As shown in Supplementary Table S5, clan MA peptidases are all zinc metallopeptidases that have been grouped into the zincin tribe based on their active sites architecture and overall fold similarities. Fourteen enzymes from families/subfamilies M1, M3A, M4, M36, M41, M48A, M48C and M76 share the canonical zinc binding motif HEXXH (Table 7, Supplementary Fig. S2f.)93,105, and An04g00410 in family M49 contains the exceptional zinc ion ligand motif HEXXXH103. Most of these enzymes belong to the gluzincins clan which uses a glutamate as the third metal-binding residue93, except those from family M41 which are FtsH-like AAA metallopeptidases and An05g00110 from family M76 that can not be assigned into any clan (Supplementary Table S4). Six metallopeptidases from subfamilies M10A, M12A, M12B, M43B and M57 bear an extended motif H(Q/E)XXHXXGXXH/D, while An01g05470 and An08g05390 from family M80 possess the extended motif HEXXHXX(H/F)XXH. According to their active site architectures and overall fold similarities, these eight enzymes are reassigned into clan metzincins (Supplementary Table S5). The histidines in these conserved motifs are involved in zinc-binding, while the glutamates or gultamines act as general bases/acids during catalysis93,99.

Clan MC

This clan contains 3 families: M14, M86 and M995. Among them, family M14 is composed of carboxypeptidases, which is further divided into 4 subfamilies: M14A (digestive carboxypeptidases), M14B (regulatory carboxypeptidases), M14C (bacterial peptidoglyan hydrolyzing enzymes) and M14D (cytosolic carboxypeptidases)5. The A. niger genome encodes only 1 putatively active metallocarboxypeptidase (An12g04170) from subfamily M14A which has not been provisionally identified (Table 7, Supplementary Fig. S1f.). Based on the active site architecture and overall fold similarity, An12g04170 is reassigned into funnelins subfamily A of αβα-exopeptidases which contains the conserved motif HXXE (Supplementary Table S5, Supplementary Fig.
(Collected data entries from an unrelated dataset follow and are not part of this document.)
//! Applicant hiring pipeline for job postings.
//!
//! Each job resolves to an ordered stage pipeline (`Applied`, `Shortlisted`, its interview rounds,
//! `Hired`) plus the `Rejected` group. [`HiringPipelineService`] owns every write to applicant
//! records; column views, selection and exports are derived from those records without
//! mutating them.

pub mod columns;
pub mod domain;
pub mod export;
pub mod gateway;
pub mod memory;
pub mod notifications;
pub mod pipeline;
pub mod repository;
pub mod router;
pub mod selection;
pub mod service;
pub mod transitions;

#[cfg(test)]
mod tests;

pub use columns::{
    average_fit_score, view_column, ApplicantCard, ColumnBoard, ColumnFilter, ColumnState,
    ColumnView, SortOrder,
};
pub use domain::{
    AiAnalysis, AiSuggestion, ApplicantRecord, CandidateProfile, ExperienceEntry, InterviewRound,
    JobId, JobPosting, PortfolioProject, RequestId, ScheduledInterview, SkillValidation, Stage,
    UserId,
};
pub use export::{ExportError, ExportKind, ExportRow, QuickExportRow};
pub use gateway::{
    AnalysisRequest, ApplicantBrief, ComparisonAnalysis, ComparisonRequest, FeedbackRequest,
    GatewayError, HeuristicInsightGateway, InsightGateway, JobBrief,
};
pub use memory::{InMemoryApplicantStore, InMemoryDirectory};
pub use notifications::{
    template_for, BroadcastReport, DispatchError, MessageContext, MessageDraft, MessageTemplate,
    NotificationDispatcher,
};
pub use pipeline::{resolve_pipeline, resolve_terminal_stages, Pipeline};
pub use repository::{ApplicantRepository, RepositoryError, TalentDirectory};
pub use router::hiring_router;
pub use selection::{SelectAllOutcome, SelectionSet};
pub use service::{
    AnalysisMode, BoardView, ComparisonReport, DropPayload, ExportDocument, HiringPipelineService,
    PipelineError,
};
pub use transitions::{
    can_transition, requires_confirmation, BulkMoveReport, Confirmation, FeedbackResolution,
    FeedbackTicket, MoveOutcome, TransitionError,
};
use std::sync::{Arc, Mutex};

use async_trait::async_trait;
use talent_ai::config::PipelineConfig;
use talent_ai::workflows::hiring::{
    AiAnalysis, AnalysisMode, AnalysisRequest, ApplicantRepository, CandidateProfile,
    ComparisonAnalysis, ComparisonRequest, Confirmation, DispatchError, FeedbackRequest,
    FeedbackResolution, GatewayError, HeuristicInsightGateway, HiringPipelineService,
    InMemoryApplicantStore, InMemoryDirectory, InsightGateway, InterviewRound, JobId, JobPosting,
    MessageDraft, NotificationDispatcher, Stage, UserId,
};

/// Heuristic gateway whose feedback call fails for one applicant, as a dropped connection would.
struct FlakyFeedbackGateway {
    inner: HeuristicInsightGateway,
    offline_for: UserId,
}

#[async_trait]
impl InsightGateway for FlakyFeedbackGateway {
    async fn analyze_applicant(
        &self,
        request: AnalysisRequest,
    ) -> Result<AiAnalysis, GatewayError> {
        self.inner.analyze_applicant(request).await
    }

    async fn compare_applicants(
        &self,
        request: ComparisonRequest,
    ) -> Result<ComparisonAnalysis, GatewayError> {
        self.inner.compare_applicants(request).await
    }

    async fn generate_rejection_feedback(
        &self,
        request: FeedbackRequest,
    ) -> Result<String, GatewayError> {
        if request.applicant.user_id == self.offline_for {
            return Err(GatewayError::Transport("connection reset".to_string()));
        }
        self.inner.generate_rejection_feedback(request).await
    }
}

#[derive(Default)]
struct Outbox {
    sent: Mutex<Vec<MessageDraft>>,
}

impl NotificationDispatcher for Outbox {
    fn send(&self, message: MessageDraft) -> Result<(), DispatchError> {
        self.sent
            .lock()
            .map_err(|_| DispatchError::Transport("outbox poisoned".to_string()))?
            .push(message);
        Ok(())
    }
}

fn job() -> JobPosting {
    JobPosting {
        id: JobId::from("job-j"),
        title: "Platform Engineer".to_string(),
        company_name: "Northwind".to_string(),
        description: "Build the deployment platform.".to_string(),
        required_skills: vec!["Rust".to_string(), "Kubernetes".to_string()],
        interview_rounds: vec![
            InterviewRound {
                name: "Technical Interview".to_string(),
                description: String::new(),
            },
            InterviewRound {
                name: "Founder Chat".to_string(),
                description: String::new(),
            },
        ],
    }
}

fn candidate(id: &str, name: &str, skills: &[&str]) -> CandidateProfile {
    CandidateProfile {
        user_id: UserId::from(id),
        name: name.to_string(),
        title: "Engineer".to_string(),
        email: Some(format!("{id}@example.com")),
        phone: None,
        skills: skills.iter().map(|skill| skill.to_string()).collect(),
        experience: Vec::new(),
        portfolio: Vec::new(),
        vision: String::new(),
    }
}

#[tokio::test]
async fn shortlist_then_bulk_reject_with_one_feedback_outage() {
    let (u, v, w) = (UserId::from("u"), UserId::from("v"), UserId::from("w"));
    let directory = InMemoryDirectory::default()
        .with_job(job())
        .with_candidate(candidate("u", "Uma Reyes", &["Rust"]))
        .with_candidate(candidate("v", "Vik Osei", &["Go"]))
        .with_candidate(candidate("w", "Wes Tan", &["Kubernetes"]));
    let store = InMemoryApplicantStore::default();
    let outbox = Arc::new(Outbox::default());
    let service = HiringPipelineService::new(
        Arc::new(store.clone()),
        Arc::new(directory),
        Arc::new(FlakyFeedbackGateway {
            inner: HeuristicInsightGateway::new(),
            offline_for: v.clone(),
        }),
        outbox.clone(),
        PipelineConfig::default(),
    );
    let job_id = job().id;

    let pipeline = service.pipeline(&job_id).expect("pipeline resolves");
    assert_eq!(
        pipeline.labels(),
        vec!["Applied", "Shortlisted", "Technical Interview", "Founder Chat", "Hired"]
    );

    for user_id in [&u, &v, &w] {
        let record = service
            .register_applicant(&job_id, user_id)
            .expect("registration succeeds");
        assert_eq!(record.status, Stage::Applied);
    }

    let shortlisted = service
        .move_applicant(&job_id, &u, &Stage::Shortlisted, Confirmation::Unconfirmed)
        .expect("shortlist succeeds");
    assert_eq!(shortlisted.record.status, Stage::Shortlisted);
    assert!(shortlisted.record.has_been_reviewed);
    let draft = shortlisted.message.expect("shortlist message offered");
    assert!(draft.body.starts_with("Hi Uma,"));
    service.send_message(draft).expect("message sent");
    assert_eq!(outbox.sent.lock().expect("outbox").len(), 1);

    for user_id in [&u, &v, &w] {
        service
            .toggle_selection(&job_id, user_id)
            .expect("selection toggles");
    }
    let mut report = service
        .bulk_move_selected(&job_id, &Stage::Rejected, Confirmation::Confirmed)
        .expect("bulk rejection succeeds");
    assert_eq!(report.moved.len(), 3);
    assert!(service.selection(&job_id).expect("selection").is_empty());

    for user_id in [&u, &v, &w] {
        let record = store
            .fetch(&job_id, user_id)
            .expect("fetch succeeds")
            .expect("record present");
        assert_eq!(record.status, Stage::Rejected);
    }

    let resolutions = report.settle_feedback().await;
    assert_eq!(resolutions.len(), 3);
    for (user_id, resolution) in &resolutions {
        if user_id == &v {
            assert!(matches!(resolution, FeedbackResolution::Failed { .. }));
        } else {
            assert_eq!(resolution, &FeedbackResolution::Stored);
        }
    }

    let records = service.list(&job_id).expect("list succeeds");
    for record in &records {
        assert_eq!(record.status, Stage::Rejected);
        assert!(!record.feedback_pending());
        if record.user_id == v {
            assert_eq!(record.ai_reasoning, None);
        } else {
            assert!(record.ai_reasoning.is_some());
        }
    }

    let board = service.board(&job_id).expect("board renders");
    let rejected = board
        .columns
        .iter()
        .find(|column| column.stage == Stage::Rejected)
        .expect("rejected column");
    assert!(rejected.terminal);
    assert_eq!(rejected.total, 3);
    assert_eq!(rejected.unreviewed, 0);
}

#[tokio::test]
async fn analysis_drives_column_filters_and_exports() {
    let directory = InMemoryDirectory::default()
        .with_job(job())
        .with_candidate(candidate("u", "Uma Reyes", &["Rust", "Kubernetes"]))
        .with_candidate(candidate("v", "Vik Osei", &["Go"]));
    let service = HiringPipelineService::new(
        Arc::new(InMemoryApplicantStore::default()),
        Arc::new(directory),
        Arc::new(HeuristicInsightGateway::new()),
        Arc::new(Outbox::default()),
        PipelineConfig::default(),
    );
    let job_id = job().id;
    let (u, v) = (UserId::from("u"), UserId::from("v"));
    service.register_applicant(&job_id, &u).expect("register u");
    service.register_applicant(&job_id, &v).expect("register v");

    let analyzed = service
        .analyze_applicant(&job_id, &u, AnalysisMode::UseCache)
        .await
        .expect("analysis succeeds");
    assert_eq!(analyzed.fit_score(), Some(80));
    assert_eq!(analyzed.rating, 4);

    service
        .set_filter(
            &job_id,
            &Stage::Applied,
            talent_ai::workflows::hiring::ColumnFilter {
                min_score: None,
                required_skills: vec!["kubernetes".to_string()],
            },
        )
        .expect("filter accepted");
    let column = service
        .column(&job_id, &Stage::Applied)
        .expect("column renders");
    assert_eq!(column.total, 2);
    assert_eq!(column.applicants.len(), 1);
    assert_eq!(column.applicants[0].user_id, u);

    let document = service
        .export_applicants(&job_id, &[], talent_ai::workflows::hiring::ExportKind::Full)
        .await
        .expect("export succeeds");
    assert_eq!(document.rows, 2);
    assert_eq!(document.file_name, "Platform_Engineer_AI_Analysis.csv");
    assert!(document.body.contains("\"Uma Reyes\""));
    assert!(document.body.contains("\"2/2\""));
}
S2f.).

Clan ME

MEROPS database (version 12.2) lists 2 families in clan ME: family M16, subdivided into pitrilysin-like enzymes in subfamily M16A, the mitochondrial processing peptidase in subfamily M16B, and eupitrilysin-like enzymes in subfamily M16C as well as lastly family M44 typified by pox virus metallopeptidase from Vaccinia virus5. The A. niger genome encodes 7 metalloendopeptidases from family M16 in this clan, among which An07g06490 and An16g01860 in subfamily M16A are putative Ste23 peptidases (Table 7), and their only known function is α-factor processing in Saccharomyces cerevisiae106. Of the 3 enzymes in subfamily M16B, An01g12210 and An08g04080 are provisionally identified as mitochondrial processing peptidase beta unit and alpha unit 2, respectively, which are involved in the processing of signal peptides of mitochondrial protein imports107. In subfamily M16C, An04g02320 is a putative metallopeptidase 1 (also known as presequence protease, Prep) which cleaves off presequence of nuclear encoded mitochondrial precursor proteins108, whereas An04g01980 has not been provisionally identified. Based on their active site architectures and overall fold similarities, these family M16 metallopeptidases have been reassigned into tribe inverzincins (Supplementary Table S4), most of which contain the characteristic inverted HXXEHX76EXXV/H zinc-binding motif (X represents any amino acid) and glycine-rich region (Table 7, Supplementary Fig. S2f)107. The EXXV motif encompasses the third glutamate metal-binding residue and a valine as the Ser/Ala-turn residue, as well as a mixed β-sheet of at least three strands equivalent to zincins93. However, An08g04080 and An09g06650 from subfamily M16B lack this motif and the R/Y pairs found in the C-terminal half of family M16 enzymes109, and are thus unlikely to possess proteolytic activities.

Clan MG

This clan contains one single family, M24, which is subdivided into subfamilies M24A and M24B typified by methionyl aminopeptidase 1 and aminopeptidase P, respectively5. The A. niger genome encodes 10 putatively active enzymes in family M24 (Table 7), and they have been provisionally identified as methionyl aminopeptidaes (EC 3.4.11.18; An01g11340, An01g11360, An04g01330 and An07g09120), Xaa-proline dipeptidases (also called prolidase, EC 3.4.13.9; An01g13040, An01g14920, An05g00050, An11g06960 and An09g00700) and Xaa-proline aminopeptidase (EC 3.4.11.9; An03g04230). In microorganisms, methionyl aminopeptidases remove the N-terminal initiator methionine from nascent polypeptides in a non-processive manner110, and Xaa-proline dipeptidases cleave dipeptides with proline or hydroxyproline at the N-terminal position and are involved in collagen turnover111,112,113, while Xaa-Pro aminopeptidase releases any N-terminal amino acid, including proline, that is linked to proline, even from a dipeptide or tripeptide113. As compared with Xaa-proline dipeptidase, Xaa-Pro aminopeptidase plays a more important role in nitrogen nutrition114.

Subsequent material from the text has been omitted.